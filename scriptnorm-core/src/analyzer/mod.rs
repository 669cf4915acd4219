//! Text normalization pipeline.
//!
//! This module provides the normalization components:
//! - **Rules**: code-point sets and ordered rewrite steps
//! - **Language passes**: one fixed rule sequence per supported script
//! - **Generic**: lowercasing, punctuation, whitespace; always runs last
//! - **Normalizer**: dispatch by language and the `TextNormalizer` front end

pub mod arabic;
pub mod generic;
pub mod greek;
pub mod hebrew;
pub mod latin;
pub mod normalizer;
pub mod rules;
pub mod syriac;

pub use arabic::normalize_arabic;
pub use generic::{normalize_generic, normalize_generic_into, normalize_generic_opt};
pub use greek::normalize_greek;
pub use hebrew::normalize_hebrew;
pub use latin::normalize_latin;
pub use normalizer::{
    language_normalizer, normalize, normalize_opt, normalize_tagged, select_normalizer,
    NormalizeFn, NormalizerConfig, TextNormalizer,
};
pub use rules::{CharSet, Rule};
pub use syriac::normalize_syriac;

#[cfg(test)]
mod tests {
    use super::*;
    use scriptnorm_types::Language;

    const SAMPLES: &[&str] = &[
        "",
        "   ",
        "\t\n  \r",
        "...!!!",
        "Hello, World!",
        "  Mixed   CASE  text  ",
        "مَرْحَباً بِالعَالَم",
        "أُمّة، إِسلام؟ مـــؤمن",
        "שָׁלוֹם עוֹלָם",
        "בֶּן־אָדָם מֶלֶךְ ארץ",
        "Γεῖα σου κόσμε",
        "ὁ λόγος; ΤΊ ΕΊΝΑΙ·",
        "Café résumé",
        "Ångström Façade AÑO",
        "ܫܠܵܡܵܐ ܥܵܠܡܵܐ",
        "ܐ\u{0700}ܒ\u{070F}ܓ",
        "İstanbul «Straße» ¿Qué?",
        "emoji 🌍 and\u{00A0}nbsp",
    ];

    fn all_languages() -> impl Iterator<Item = Option<Language>> {
        std::iter::once(None).chain(Language::ALL.into_iter().map(Some))
    }

    #[test]
    fn scenario_generic() {
        assert_eq!(normalize("Hello, World!", None), "hello world");
    }

    #[test]
    fn scenario_arabic() {
        assert_eq!(
            normalize("مَرْحَباً بِالعَالَم", Some(Language::Arabic)),
            "مرحبا بالعالم"
        );
    }

    #[test]
    fn scenario_hebrew() {
        assert_eq!(normalize("שָׁלוֹם עוֹלָם", Some(Language::Hebrew)), "שלומ עולמ");
        assert_eq!(normalize("מלך", Some(Language::Hebrew)), "מלכ");
        assert_eq!(normalize("ארץ", Some(Language::Hebrew)), "ארצ");
    }

    #[test]
    fn scenario_greek() {
        assert_eq!(
            normalize("Γεῖα σου κόσμε", Some(Language::Greek)),
            "γεια σου κοσμε"
        );
    }

    #[test]
    fn scenario_latin() {
        assert_eq!(normalize("Café résumé", Some(Language::Latin)), "cafe resume");
    }

    #[test]
    fn scenario_syriac() {
        assert_eq!(normalize("ܫܠܵܡܵܐ ܥܵܠܡܵܐ", Some(Language::Syriac)), "ܫܠܡܐ ܥܠܡܐ");
    }

    #[test]
    fn whitespace_only_is_empty_for_every_language() {
        for lang in all_languages() {
            for ws in ["", " ", "   ", "\t\n", "\u{3000}\u{00A0}"] {
                assert_eq!(normalize(ws, lang), "", "lang {lang:?} input {ws:?}");
            }
        }
    }

    #[test]
    fn language_punctuation_trimmed_by_generic_pass() {
        assert_eq!(normalize("ماذا؟", Some(Language::Arabic)), "ماذا");
        assert_eq!(normalize("τί;", Some(Language::Greek)), "τι");
        assert_eq!(normalize("ܐ\u{0704}", Some(Language::Syriac)), "ܐ");
        assert_eq!(normalize("כל־העם", Some(Language::Hebrew)), "כל העם");
    }

    #[test]
    fn idempotent_for_every_language() {
        for lang in all_languages() {
            for s in SAMPLES {
                let once = normalize(s, lang);
                let twice = normalize(&once, lang);
                assert_eq!(once, twice, "lang {lang:?} input {s:?}");
            }
        }
    }

    #[test]
    fn unknown_tag_equals_no_tag() {
        for s in SAMPLES {
            let untagged = normalize_tagged(s, None);
            for tag in ["xx", "", "EN", "latin"] {
                assert_eq!(normalize_tagged(s, Some(tag)), untagged, "tag {tag:?}");
            }
        }
    }

    #[test]
    fn tagged_matches_typed() {
        for lang in Language::ALL {
            for s in SAMPLES {
                assert_eq!(normalize_tagged(s, Some(lang.as_tag())), normalize(s, Some(lang)));
            }
        }
    }

    #[test]
    fn output_has_no_uppercase() {
        for lang in all_languages() {
            for s in SAMPLES {
                let out = normalize(s, lang);
                assert!(
                    !out.chars().any(char::is_uppercase),
                    "lang {lang:?} output {out:?}"
                );
            }
        }
    }

    #[test]
    fn output_never_has_edge_or_double_spaces() {
        for lang in all_languages() {
            for s in SAMPLES {
                let out = normalize(s, lang);
                assert!(!out.starts_with(' ') && !out.ends_with(' '), "{out:?}");
                assert!(!out.contains("  "), "{out:?}");
            }
        }
    }

    #[test]
    fn deterministic() {
        for lang in all_languages() {
            for s in SAMPLES {
                assert_eq!(normalize(s, lang), normalize(s, lang));
            }
        }
    }

    #[test]
    fn arbitrary_code_points_do_not_panic() {
        let soup: String = (0u32..0x3000)
            .step_by(7)
            .filter_map(char::from_u32)
            .collect();
        for lang in all_languages() {
            let _ = normalize(&soup, lang);
        }
    }
}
_ _ _
**TO DO:**
One inclusive range is required: first line of the data through the line containing "ordered rewrite steps". Set it down exactly and output nothing else.

**OUTPUT:**
filename scriptnorm-core/src/analyzer/mod.rs
repository 669cf4915acd4219
//! Text normalization pipeline.
//!
//! This module provides the normalization components:
//! - **Rules**: code-point sets and ordered rewrite steps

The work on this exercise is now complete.